First of all, congratulations, SAS AR team, for one of the most efficiently and effectively run events.

SAS needs to make up its mind whether it wants to be in the BI game or not. Despite what SAS’s senior executives have been heard saying occasionally, that “BI is dead,” SAS is not quite done with BI. After all, BI makes up 11% of SAS’s very impressive $2.4 billion annual revenue (with uninterrupted 35-year growth!). Additionally BI contributed 22% to SAS 2010 growth,  just below analytics at 26%.

Even though some organizations are looking at and implementing advanced analytics such as statistical analysis, predictive modeling, and — most important — model-based decisions, there are only a handful of them. As our BI maturity survey shows year after year, BI — even basic BI — maturity is still below average in most enterprises. Add these numbers to the abysmal enterprise BI applications penetration levels in most large organizations, and you get continued, huge, and ever-expanding opportunity that no vendor in its right mind, especially a vendor with leading BI tools, should miss.

There’s also an issue of competitive threat. Stack versus best of breed is not a key decision point for BI buyers anymore. Yes, most large enterprises look for best-of-breed solutions and tools, but stack vendors do offer best-of-breed BI and analytics tools today after all of the recent acquisitions. I get many client inquiries asking me whether their decision to roll out SAP or Oracle ERP applications should influence their BI decision (yes, it should), or whether a client running IBM Cognos should consider SPSS. I have never gotten an inquiry asking me whether an analytical solution should drive BI platform decisions. Therefore, IMHO, if SAS does not reinvigorate its BI platform positioning, marketing, and sales, it’ll slowly but surely feel more and more squeezed by the competition.
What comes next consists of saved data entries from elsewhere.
use serde::{
    Deserialize,
    Serialize,
};
use serde_json::Value;

use super::errors::InvalidDish;

pub const NO_DESCRIPTION: &str = "No description available";

/// Threshold a mean flavor must strictly exceed to name the foodie type.
pub const FOODIE_THRESHOLD: f64 = 0.7;

#[derive(Debug, Clone, Copy, PartialEq, Eq, Hash)]
pub enum Flavor {
    Spicy,
    Sweet,
    Creamy,
}

impl Flavor {
    pub const ALL: [Flavor; 3] = [Flavor::Spicy, Flavor::Sweet, Flavor::Creamy];

    pub fn label(self) -> &'static str {
        match self {
            Flavor::Spicy => "Spicy",
            Flavor::Sweet => "Sweet",
            Flavor::Creamy => "Creamy",
        }
    }
}

#[derive(Debug, Clone, Copy, Default, PartialEq, Serialize, Deserialize)]
pub struct FlavorProfile {
    #[serde(default)]
    pub spicy: f64,
    #[serde(default)]
    pub sweet: f64,
    #[serde(default)]
    pub creamy: f64,
}

impl FlavorProfile {
    pub fn get(&self, flavor: Flavor) -> f64 {
        match flavor {
            Flavor::Spicy => self.spicy,
            Flavor::Sweet => self.sweet,
            Flavor::Creamy => self.creamy,
        }
    }

    /// Mean of every profile, `None` when there is nothing to average.
    pub fn mean<'a>(profiles: impl IntoIterator<Item = &'a FlavorProfile>) -> Option<Self> {
        let mut count = 0usize;
        let mut sum = FlavorProfile::default();

        for profile in profiles {
            sum.spicy += profile.spicy;
            sum.sweet += profile.sweet;
            sum.creamy += profile.creamy;
            count += 1;
        }

        if count == 0 {
            return None;
        }

        let n = count as f64;
        Some(FlavorProfile { spicy: sum.spicy / n, sweet: sum.sweet / n, creamy: sum.creamy / n })
    }

    pub fn rounded(&self) -> Self {
        let round2 = |value: f64| (value * 100.0).round() / 100.0;
        FlavorProfile {
            spicy: round2(self.spicy),
            sweet: round2(self.sweet),
            creamy: round2(self.creamy),
        }
    }
}

/// Whole-number percentage of a flavor intensity, clamped to `0..=100`.
pub fn percent(value: f64) -> u32 {
    if !value.is_finite() {
        return 0;
    }
    (value * 100.0).round().clamp(0.0, 100.0) as u32
}

#[derive(Debug, Clone, PartialEq)]
pub struct Dish {
    pub name: String,
    pub description: String,
    pub cuisine: Option<String>,
    pub tags: Vec<String>,
    pub flavor: FlavorProfile,
}

impl Dish {
    /// Builds a dish from a loosely typed server record.
    ///
    /// Only the name is mandatory. Anything else that is missing or has the
    /// wrong shape falls back to its default.
    pub fn from_value(value: &Value) -> Result<Self, InvalidDish> {
        let record = value.as_object().ok_or(InvalidDish::NotAnObject)?;

        let name = record
            .get("name")
            .and_then(Value::as_str)
            .filter(|name| !name.trim().is_empty())
            .ok_or(InvalidDish::MissingName)?;

        let description = record
            .get("description")
            .and_then(Value::as_str)
            .filter(|description| !description.is_empty())
            .unwrap_or(NO_DESCRIPTION);

        let cuisine = record
            .get("cuisine")
            .and_then(Value::as_str)
            .filter(|cuisine| !cuisine.is_empty())
            .map(str::to_string);

        let tags = record
            .get("tags")
            .and_then(Value::as_array)
            .map(|tags| tags.iter().filter_map(Value::as_str).map(str::to_string).collect())
            .unwrap_or_default();

        let number = |key: &str| record.get(key).and_then(Value::as_f64).unwrap_or(0.0);

        Ok(Dish {
            name: name.to_string(),
            description: description.to_string(),
            cuisine,
            tags,
            flavor: FlavorProfile {
                spicy: number("spicy"),
                sweet: number("sweet"),
                creamy: number("creamy"),
            },
        })
    }

    /// Parses a list of records, dropping the invalid ones.
    pub fn from_values(values: &[Value]) -> Vec<Self> {
        values.iter().filter_map(|value| Dish::from_value(value).ok()).collect()
    }

    pub fn has_valid_name(&self) -> bool {
        !self.name.trim().is_empty()
    }
}

#[derive(Debug, Clone, Copy, PartialEq, Eq)]
pub enum FoodieType {
    SpiceLover,
    SweetTooth,
    CreamyConnoisseur,
    Balanced,
}

impl FoodieType {
    /// First flavor (spicy, sweet, creamy) strictly above the threshold wins.
    pub fn determine(metrics: &FlavorProfile) -> Self {
        if metrics.spicy > FOODIE_THRESHOLD {
            FoodieType::SpiceLover
        } else if metrics.sweet > FOODIE_THRESHOLD {
            FoodieType::SweetTooth
        } else if metrics.creamy > FOODIE_THRESHOLD {
            FoodieType::CreamyConnoisseur
        } else {
            FoodieType::Balanced
        }
    }

    pub fn label(self) -> &'static str {
        match self {
            FoodieType::SpiceLover => "Spice Lover",
            FoodieType::SweetTooth => "Sweet Tooth",
            FoodieType::CreamyConnoisseur => "Creamy Connoisseur",
            FoodieType::Balanced => "Balanced Foodie",
        }
    }
}

#[derive(Debug, Clone, PartialEq, Deserialize)]
pub struct TasteAnalysis {
    #[serde(default)]
    pub analysis: String,
    #[serde(default)]
    pub metrics: FlavorProfile,
    #[serde(default)]
    pub foodie_type: Option<String>,
    #[serde(default)]
    pub cuisines: Vec<String>,
}

impl TasteAnalysis {
    /// Local analysis computed from the liked dishes alone.
    pub fn derive(liked: &[Dish]) -> Option<Self> {
        let mean = FlavorProfile::mean(liked.iter().map(|dish| &dish.flavor))?;
        let foodie_type = FoodieType::determine(&mean);

        let analysis = format!(
            "Based on your preferences, you seem to enjoy {} dishes. You tend to prefer dishes with {}% spiciness, {}% sweetness, and {}% creaminess.",
            foodie_type.label().to_lowercase(),
            percent(mean.spicy),
            percent(mean.sweet),
            percent(mean.creamy),
        );

        let mut cuisines: Vec<String> = Vec::new();
        for cuisine in liked.iter().filter_map(|dish| dish.cuisine.as_ref()) {
            if !cuisines.contains(cuisine) {
                cuisines.push(cuisine.clone());
            }
        }

        Some(TasteAnalysis {
            analysis,
            metrics: mean.rounded(),
            foodie_type: Some(foodie_type.label().to_string()),
            cuisines,
        })
    }

    pub fn foodie_label(&self) -> String {
        match &self.foodie_type {
            Some(label) if !label.trim().is_empty() => label.clone(),
            _ => FoodieType::determine(&self.metrics).label().to_string(),
        }
    }
}

/// The user's verdict on the dish on screen.
#[derive(Debug, Clone, Copy, PartialEq, Eq, Hash)]
pub enum Decision {
    Accept,
    Reject,
}

impl Decision {
    /// Horizontal direction the card leaves in: right for accept.
    pub fn direction(self) -> f32 {
        match self {
            Decision::Accept => 1.0,
            Decision::Reject => -1.0,
        }
    }
}

/// Outcome of one request to the random dish endpoint.
#[derive(Debug, Clone, PartialEq)]
pub enum DishFetch {
    Dish(Dish),
    Exhausted,
}

#[derive(Debug, Clone, Default, PartialEq)]
pub struct Feedback {
    pub accepted: bool,
    pub message: Option<String>,
    pub recommendations: Option<Vec<Dish>>,
    pub analysis: Option<TasteAnalysis>,
}

impl Feedback {
    pub fn has_insights(&self) -> bool {
        self.accepted && (self.recommendations.is_some() || self.analysis.is_some())
    }
}

#[derive(Debug, Clone, Default, PartialEq)]
pub struct Profile {
    pub liked_dishes: Vec<Dish>,
    pub recommendations: Vec<Dish>,
}

#[derive(Debug, Clone, PartialEq, Eq)]
pub enum ResetOutcome {
    Confirmed,
    Declined(String),
}

#[cfg(test)]
mod tests {
    use serde_json::json;

    use super::*;

    #[test]
    fn test_dish_defaults() {
        let dish = Dish::from_value(&json!({ "name": "Dal Makhani" })).unwrap();

        assert_eq!(dish.name, "Dal Makhani");
        assert_eq!(dish.description, NO_DESCRIPTION);
        assert!(dish.tags.is_empty());
        assert!(dish.cuisine.is_none());
        assert_eq!(dish.flavor, FlavorProfile::default());
    }

    #[test]
    fn test_dish_tolerates_wrong_shapes() {
        let dish = Dish::from_value(&json!({
            "name": "Mochi",
            "description": "",
            "tags": ["dessert", 4, null, "rice"],
            "spicy": "very",
            "sweet": 0.9,
            "creamy": null,
            "cuisine": "Japanese"
        }))
        .unwrap();

        assert_eq!(dish.description, NO_DESCRIPTION);
        assert_eq!(dish.tags, vec!["dessert".to_string(), "rice".to_string()]);
        assert_eq!(dish.flavor.spicy, 0.0);
        assert_eq!(dish.flavor.sweet, 0.9);
        assert_eq!(dish.flavor.creamy, 0.0);
        assert_eq!(dish.cuisine.as_deref(), Some("Japanese"));

        let tags_not_array = Dish::from_value(&json!({ "name": "Pho", "tags": "soup" })).unwrap();
        assert!(tags_not_array.tags.is_empty());
    }

    #[test]
    fn test_dish_requires_name() {
        assert_eq!(Dish::from_value(&json!({ "description": "x" })), Err(InvalidDish::MissingName));
        assert_eq!(Dish::from_value(&json!({ "name": "   " })), Err(InvalidDish::MissingName));
        assert_eq!(Dish::from_value(&json!({ "name": 12 })), Err(InvalidDish::MissingName));
        assert_eq!(Dish::from_value(&json!("Ramen")), Err(InvalidDish::NotAnObject));

        let parsed = Dish::from_values(&[json!({ "name": "A" }), json!({}), json!({ "name": "B" })]);
        let names: Vec<&str> = parsed.iter().map(|d| d.name.as_str()).collect();
        assert_eq!(names, vec!["A", "B"]);
    }

    #[test]
    fn test_percent() {
        assert_eq!(percent(0.5), 50);
        assert_eq!(percent(0.666), 67);
        assert_eq!(percent(1.4), 100);
        assert_eq!(percent(-0.2), 0);
        assert_eq!(percent(f64::NAN), 0);
    }

    #[test]
    fn test_foodie_type_thresholds() {
        let profile = |spicy, sweet, creamy| FlavorProfile { spicy, sweet, creamy };

        assert_eq!(FoodieType::determine(&profile(0.8, 0.9, 0.9)), FoodieType::SpiceLover);
        assert_eq!(FoodieType::determine(&profile(0.7, 0.71, 0.9)), FoodieType::SweetTooth);
        assert_eq!(FoodieType::determine(&profile(0.1, 0.7, 0.75)), FoodieType::CreamyConnoisseur);
        // Exactly at the threshold is not enough.
        assert_eq!(FoodieType::determine(&profile(0.7, 0.7, 0.7)), FoodieType::Balanced);
    }

    #[test]
    fn test_derive_analysis() {
        let liked = vec![
            Dish::from_value(&json!({ "name": "Vindaloo", "spicy": 0.9, "sweet": 0.1, "creamy": 0.2, "cuisine": "Indian" })).unwrap(),
            Dish::from_value(&json!({ "name": "Phaal", "spicy": 1.0, "sweet": 0.0, "creamy": 0.1, "cuisine": "Indian" })).unwrap(),
            Dish::from_value(&json!({ "name": "Mapo Tofu", "spicy": 0.8, "sweet": 0.2, "creamy": 0.3, "cuisine": "Chinese" })).unwrap(),
        ];

        let analysis = TasteAnalysis::derive(&liked).unwrap();

        assert_eq!(analysis.foodie_label(), "Spice Lover");
        assert_eq!(analysis.metrics.spicy, 0.9);
        assert_eq!(analysis.metrics.sweet, 0.1);
        assert_eq!(analysis.metrics.creamy, 0.2);
        assert_eq!(analysis.cuisines, vec!["Indian".to_string(), "Chinese".to_string()]);
        assert_eq!(
            analysis.analysis,
            "Based on your preferences, you seem to enjoy spice lover dishes. You tend to prefer dishes with 90% spiciness, 10% sweetness, and 20% creaminess."
        );

        assert!(TasteAnalysis::derive(&[]).is_none());
    }

    #[test]
    fn test_foodie_label_falls_back_to_metrics() {
        let analysis = TasteAnalysis {
            analysis: String::new(),
            metrics: FlavorProfile { spicy: 0.2, sweet: 0.85, creamy: 0.1 },
            foodie_type: None,
            cuisines: Vec::new(),
        };
        assert_eq!(analysis.foodie_label(), "Sweet Tooth");
    }
}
It’s really just a matter of marketing and priorities for SAS. It already does have a very broad, comprehensive, and leading enterprise BI platform. It is also adding all of the right features in its future versions such as mobile (see today’s announcement on partnership with Roambi), collaborative BI (very nice integration with Outlook coming soon), BI SaaS, and in-memory analytics. It just needs to re-emphasize BI, incentivize its sales force, and go to market strongly.